> [ACTIVITY]
Show every line of the data where the word "special" can be found.

=== Begin Enclosure ===

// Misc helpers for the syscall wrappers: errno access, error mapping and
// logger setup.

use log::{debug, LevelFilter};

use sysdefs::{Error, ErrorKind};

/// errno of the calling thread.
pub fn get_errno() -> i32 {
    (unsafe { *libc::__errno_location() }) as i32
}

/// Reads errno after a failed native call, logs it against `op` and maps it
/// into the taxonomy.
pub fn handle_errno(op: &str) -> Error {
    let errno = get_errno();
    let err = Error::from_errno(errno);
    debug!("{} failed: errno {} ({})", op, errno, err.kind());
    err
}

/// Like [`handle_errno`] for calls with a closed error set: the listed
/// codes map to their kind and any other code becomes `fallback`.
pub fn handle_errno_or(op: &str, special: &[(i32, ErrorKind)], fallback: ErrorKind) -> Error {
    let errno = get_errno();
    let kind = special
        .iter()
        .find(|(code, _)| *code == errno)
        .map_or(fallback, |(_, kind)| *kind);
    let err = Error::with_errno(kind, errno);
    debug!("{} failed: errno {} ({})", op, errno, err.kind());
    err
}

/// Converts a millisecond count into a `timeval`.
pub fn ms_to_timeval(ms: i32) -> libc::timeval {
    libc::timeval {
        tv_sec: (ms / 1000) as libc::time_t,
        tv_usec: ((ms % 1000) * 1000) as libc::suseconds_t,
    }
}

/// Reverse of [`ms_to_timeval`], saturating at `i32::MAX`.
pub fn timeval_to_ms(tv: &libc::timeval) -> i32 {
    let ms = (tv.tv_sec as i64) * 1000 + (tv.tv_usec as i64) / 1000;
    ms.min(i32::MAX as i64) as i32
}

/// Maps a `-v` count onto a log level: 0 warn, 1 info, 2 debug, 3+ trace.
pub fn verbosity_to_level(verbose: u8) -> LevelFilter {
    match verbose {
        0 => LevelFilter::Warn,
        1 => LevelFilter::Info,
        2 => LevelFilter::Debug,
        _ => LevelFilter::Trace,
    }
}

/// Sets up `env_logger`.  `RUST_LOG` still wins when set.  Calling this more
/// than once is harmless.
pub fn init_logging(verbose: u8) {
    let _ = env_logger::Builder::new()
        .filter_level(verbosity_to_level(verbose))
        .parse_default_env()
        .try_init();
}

=== End Enclosure ===

> [RESULT FOR THIS EXERCISE]
pub fn handle_errno_or(op: &str, special: &[(i32, ErrorKind)], fallback: ErrorKind) -> Error {
    let kind = special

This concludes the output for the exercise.